Building a persistent RAG memory system for Claude Code with remote access.

The Problem

Claude Code sessions are ephemeral. Every time you start a new conversation, context from previous sessions is lost. File-based memory (markdown files in ~/.claude/) helps, but it's limited — flat text with no semantic search, no cross-machine access, and no way to query by relevance. When you're working across multiple machines (a development server and a local PC), the gap becomes even wider.

We wanted three things:

Semantic memory — store facts, decisions, and project context with vector embeddings so they can be retrieved by meaning, not just keywords
Persistence — memories survive across sessions, reboots, and machine changes
Remote access — the same memory system accessible from any machine running Claude Code

Architecture Overview

Claude Code (any machine)
    ↓ MCP (stdio local / Streamable HTTP remote)
claude-memory server (Node.js + TypeScript)
    ↓ SQL + vector search
Supabase (PostgreSQL + pgvector)
    ↓ embeddings
Voyage AI (voyage-3 model)

claude-memory is an MCP (Model Context Protocol) server that exposes 8 tools to Claude Code:

store_memory — save a memory with type, importance, tags, and auto-generated embeddings
search_memory — semantic vector search with optional filters (type, tags, importance, recency bias)
list_memories — browse by recency, importance, or access frequency
forget_memory — soft-delete outdated memories
summarize_session — persist a session summary
save_session_link — link a session UUID to a label for later retrieval
find_session — look up a past session by label
memory_stats — dashboard of memory system health

The Database Layer

We used the existing Supabase instance (already running for AgentCRM) and added a claude_memory table with pgvector support:

CREATE EXTENSION IF NOT EXISTS vector;

CREATE TABLE IF NOT EXISTS claude_memory (
    id              UUID PRIMARY KEY DEFAULT gen_random_uuid(),
    memory_type     TEXT NOT NULL,
    content         TEXT NOT NULL,
    title           TEXT,
    tags            TEXT[] DEFAULT '{}',
    source          TEXT,
    session_id      TEXT,
    project         TEXT,
    importance      INTEGER DEFAULT 5,
    embedding       vector(1024),
    -- ... timestamps, access tracking, expiry
);

The embedding column stores 1024-dimensional vectors generated by Voyage AI's voyage-3 model. When a memory is stored, the content is sent to Voyage AI to generate an embedding. When a search is performed, the query is embedded the same way and compared using cosine similarity against all stored memories.
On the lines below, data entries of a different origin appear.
//! Customer endpoints.
//!
//! - `POST   /api/v1/customers`      — create a customer (201)
//! - `GET    /api/v1/customers`      — list customers (200)
//! - `GET    /api/v1/customers/{id}` — fetch one customer (200)
//! - `DELETE /api/v1/customers/{id}` — delete a customer (204)
//!
//! Service outcomes map onto status codes: invalid identification number is
//! 400, a duplicate identification number is 409, an unknown id is 404, and a
//! store failure is 503 with the detail kept in the log.

use std::sync::Arc;

use axum::{
    extract::{Path, State},
    http::StatusCode,
    response::Json,
    routing::get,
    Router,
};
use serde::Serialize;
use tracing::error;

use rolodex_core::domain::customer::{Customer, CustomerDetails, CustomerId};
use rolodex_core::errors::CustomerError;
use rolodex_core::service::CustomerService;
use rolodex_core::validation::DigitFormat;
use rolodex_db::{DbPool, SqlCustomerStore};

#[derive(Clone)]
pub struct CustomersState {
    service: CustomerService,
}

impl CustomersState {
    pub fn new(service: CustomerService) -> Self {
        Self { service }
    }
}

#[derive(Debug, Serialize)]
pub struct ApiError {
    pub error: String,
}

pub fn router(db_pool: DbPool) -> Router {
    let service =
        CustomerService::new(Arc::new(SqlCustomerStore::new(db_pool)), Arc::new(DigitFormat));

    Router::new()
        .route("/api/v1/customers", get(list_customers).post(create_customer))
        .route("/api/v1/customers/{id}", get(get_customer).delete(delete_customer))
        .with_state(CustomersState::new(service))
}

fn map_customer_error(error: CustomerError) -> (StatusCode, Json<ApiError>) {
    match error {
        CustomerError::InvalidIdentificationNumber => {
            (StatusCode::BAD_REQUEST, Json(ApiError { error: error.to_string() }))
        }
        CustomerError::AlreadyExists(_) => {
            (StatusCode::CONFLICT, Json(ApiError { error: error.to_string() }))
        }
        CustomerError::NotFound(_) => {
            (StatusCode::NOT_FOUND, Json(ApiError { error: error.to_string() }))
        }
        CustomerError::Store(store_error) => {
            error!(
                event_name = "customer.store_error",
                error = %store_error,
                "customer store failure"
            );
            (
                StatusCode::SERVICE_UNAVAILABLE,
                Json(ApiError { error: "customer store is unavailable".to_string() }),
            )
        }
    }
}

async fn create_customer(
    State(state): State<CustomersState>,
    Json(details): Json<CustomerDetails>,
) -> Result<(StatusCode, Json<Customer>), (StatusCode, Json<ApiError>)> {
    let customer = state.service.create(details).await.map_err(map_customer_error)?;
    Ok((StatusCode::CREATED, Json(customer)))
}

async fn list_customers(
    State(state): State<CustomersState>,
) -> Result<Json<Vec<CustomerDetails>>, (StatusCode, Json<ApiError>)> {
    let customers = state.service.list().await.map_err(map_customer_error)?;
    Ok(Json(customers))
}

async fn get_customer(
    State(state): State<CustomersState>,
    Path(id): Path<i64>,
) -> Result<Json<CustomerDetails>, (StatusCode, Json<ApiError>)> {
    let details =
        state.service.get_by_id(CustomerId(id)).await.map_err(map_customer_error)?;
    Ok(Json(details))
}

async fn delete_customer(
    State(state): State<CustomersState>,
    Path(id): Path<i64>,
) -> Result<StatusCode, (StatusCode, Json<ApiError>)> {
    state.service.delete_by_id(CustomerId(id)).await.map_err(map_customer_error)?;
    Ok(StatusCode::NO_CONTENT)
}
//! Command prefix sets.

use std::fmt;

use serde::{Deserialize, Serialize};
use thiserror::Error;

/// Prefix used by accounts that never configured their own.
pub const DEFAULT_PREFIX: &str = ".";

/// Errors produced when building a [`PrefixSet`].
#[derive(Debug, Clone, PartialEq, Eq, Error)]
pub enum PrefixError {
    #[error("At least one prefix is required")]
    EmptySet,

    #[error("Prefix at position {index} is empty")]
    EmptyPrefix { index: usize },
}

/// Ordered, non-empty list of command prefixes for one account.
///
/// Order is significant: when a message starts with several prefixes, the
/// earlier one is tried first.
#[derive(Debug, Clone, PartialEq, Eq, Serialize, Deserialize)]
#[serde(try_from = "Vec<String>", into = "Vec<String>")]
pub struct PrefixSet(Vec<String>);

impl PrefixSet {
    /// Builds a prefix set, rejecting an empty list or empty prefixes.
    pub fn new<I, S>(prefixes: I) -> Result<Self, PrefixError>
    where
        I: IntoIterator<Item = S>,
        S: Into<String>,
    {
        let prefixes: Vec<String> = prefixes.into_iter().map(Into::into).collect();

        if prefixes.is_empty() {
            return Err(PrefixError::EmptySet);
        }

        if let Some(index) = prefixes.iter().position(String::is_empty) {
            return Err(PrefixError::EmptyPrefix { index });
        }

        Ok(Self(prefixes))
    }

    /// Returns the prefixes in priority order.
    #[must_use]
    pub fn as_slice(&self) -> &[String] {
        &self.0
    }

    /// Returns the highest-priority prefix.
    #[must_use]
    pub fn primary(&self) -> &str {
        // Non-empty by construction.
        self.0.first().map_or(DEFAULT_PREFIX, String::as_str)
    }

    /// Yields what remains of `text` after each prefix it starts with,
    /// in priority order.
    ///
    /// Prefixes are compared literally; no character is special.
    pub fn strip_all<'a>(&'a self, text: &'a str) -> impl Iterator<Item = &'a str> + 'a {
        self.0
            .iter()
            .filter_map(move |prefix| text.strip_prefix(prefix.as_str()))
    }
}

impl Default for PrefixSet {
    fn default() -> Self {
        Self(vec![DEFAULT_PREFIX.to_owned()])
    }
}

impl TryFrom<Vec<String>> for PrefixSet {
    type Error = PrefixError;

    fn try_from(prefixes: Vec<String>) -> Result<Self, Self::Error> {
        Self::new(prefixes)
    }
}

impl From<PrefixSet> for Vec<String> {
    fn from(set: PrefixSet) -> Self {
        set.0
    }
}

impl fmt::Display for PrefixSet {
    fn fmt(&self, f: &mut fmt::Formatter<'_>) -> fmt::Result {
        f.write_str(&self.0.join(" "))
    }
}

#[cfg(test)]
mod tests {
    use super::*;

    #[test]
    fn test_default_is_dot() {
        let set = PrefixSet::default();
        assert_eq!(set.as_slice(), ["."]);
        assert_eq!(set.primary(), ".");
    }

    #[test]
    fn test_rejects_empty_set() {
        assert_eq!(PrefixSet::new(Vec::<String>::new()), Err(PrefixError::EmptySet));
    }

    #[test]
    fn test_rejects_empty_prefix() {
        assert_eq!(
            PrefixSet::new(["!", ""]),
            Err(PrefixError::EmptyPrefix { index: 1 })
        );
    }

    #[test]
    fn test_strip_all_keeps_order() {
        let set = PrefixSet::new([".", ".."]).unwrap();
        let stripped: Vec<&str> = set.strip_all("..ping").collect();
        assert_eq!(stripped, [".ping", "ping"]);
    }

    #[test]
    fn test_strip_all_is_literal() {
        let set = PrefixSet::new(["$^", "*"]).unwrap();
        assert_eq!(set.strip_all("$^ping").collect::<Vec<_>>(), ["ping"]);
        assert_eq!(set.strip_all("ping").count(), 0);
    }

    #[test]
    fn test_deserialize_validates() {
        let ok: PrefixSet = serde_json::from_str(r#"["!", "."]"#).unwrap();
        assert_eq!(ok.to_string(), "! .");
        assert!(serde_json::from_str::<PrefixSet>("[]").is_err());
    }
}
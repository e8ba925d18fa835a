//! Quote-aware argument splitting.

/// Splits argument text into tokens.
///
/// A token is either a run quoted with `"` or `'`, closed by the first
/// matching quote not preceded by a backslash and never crossing a line
/// break, or a maximal run of non-whitespace characters. Quoted runs only
/// start where a token starts. `\"` and `\'` are unescaped in every token.
#[must_use]
pub fn tokenize(input: &str) -> Vec<String> {
    let mut tokens = Vec::new();
    let mut rest = input;

    loop {
        rest = rest.trim_start();
        let Some(first) = rest.chars().next() else {
            break;
        };

        if (first == '"' || first == '\'')
            && let Some(close) = closing_quote(rest, first)
        {
            tokens.push(unescape(&rest[1..close]));
            rest = &rest[close + 1..];
            continue;
        }

        let end = rest.find(char::is_whitespace).unwrap_or(rest.len());
        tokens.push(unescape(&rest[..end]));
        rest = &rest[end..];
    }

    tokens
}

/// Finds the byte offset of the quote closing the run that opens `text`.
fn closing_quote(text: &str, quote: char) -> Option<usize> {
    let mut prev = quote;

    for (i, ch) in text[1..].char_indices() {
        if ch == '\n' {
            return None;
        }
        if ch == quote && prev != '\\' {
            return Some(i + 1);
        }
        prev = ch;
    }

    None
}

fn unescape(token: &str) -> String {
    let mut out = String::with_capacity(token.len());
    let mut chars = token.chars().peekable();

    while let Some(ch) = chars.next() {
        if ch == '\\'
            && let Some(&next) = chars.peek()
            && (next == '"' || next == '\'')
        {
            out.push(next);
            chars.next();
            continue;
        }
        out.push(ch);
    }

    out
}
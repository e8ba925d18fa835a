//! Configuration module for the userbot.
//!
//! Loads process settings and the identity of the account to start
//! from environment variables.

mod settings;

pub use settings::{AccountSettings, BotSettings, ConfigError};
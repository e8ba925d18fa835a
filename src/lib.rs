//! Ubot Library
//!
//! Command dispatch core for a multi-account Telegram userbot.
//!
//! This crate provides the core functionality for:
//! - Tracking started accounts and their command prefixes
//! - Persisting prefix changes across restarts
//! - Matching messages against command aliases and splitting arguments
//! - Routing matched commands to handlers

pub mod account;
pub mod commands;
pub mod config;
Memory types include: fact, decision, code_pattern, project_context, user_preference, session_summary, debug_insight, architecture, and tool_usage. Each memory has an importance score (1–10) that can be used for filtering and ranking.

The MCP Server

The server (~/claude-memory/src/) is built with:

@modelcontextprotocol/sdk — MCP server framework
@supabase/supabase-js — database client
Express — HTTP server for remote access
Zod — config validation
Voyage AI — embedding generation

Dual Transport

The key design decision was supporting two transports:

Stdio — for local Claude Code on the same machine. The server runs as a child process, communicating over stdin/stdout. Zero network overhead, no auth needed.

{
  "claude-memory": {
    "command": "node",
    "args": ["/home/rdpuser/claude-memory/dist/index.js", "--stdio"]
  }
}

Streamable HTTP — for remote Claude Code instances. The server listens on port 3002 with a single /mcp endpoint that handles all MCP traffic. Protected by bearer token authentication.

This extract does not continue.